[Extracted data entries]
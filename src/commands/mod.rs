mod config;
mod health;
mod show;
mod snapshot;
mod watch;

pub use config::cmd_config_show;
pub use health::cmd_health;
pub use show::cmd_show;
pub use snapshot::cmd_snapshot;
pub use watch::cmd_watch;

use serde_json::Value;

use crate::api::DashboardApi;
use crate::cli::FilterArgs;
use crate::dashboard::Dashboard;
use crate::error::Result;
use crate::surface::Surface;

/// Output of a command: JSON for `--json`, text otherwise.
///
/// When no text is provided the JSON is pretty-printed in both modes.
pub struct CommandOutput {
    json: Value,
    text: Option<String>,
}

impl CommandOutput {
    pub fn new(json: Value) -> Self {
        Self { json, text: None }
    }

    pub fn with_text(mut self, text: impl Into<String>) -> Self {
        self.text = Some(text.into());
        self
    }

    pub fn print(self, output_json: bool) -> Result<()> {
        match self.text {
            Some(text) if !output_json => println!("{text}"),
            _ => println!("{}", serde_json::to_string_pretty(&self.json)?),
        }
        Ok(())
    }
}

/// Load command-line filters into the dashboard's filter controls.
fn apply_filter_args<C: DashboardApi, S: Surface>(dashboard: &Dashboard<C, S>, filters: &FilterArgs) {
    dashboard.set_status_control(filters.status);
    dashboard.set_desk_control(filters.desk.clone());
    if let Some(query) = &filters.query {
        dashboard.set_query_input(query.clone());
    }
}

__Directions__
Provide the count of lines above containing "FilterArgs", without any added words.

__Exercise output__
2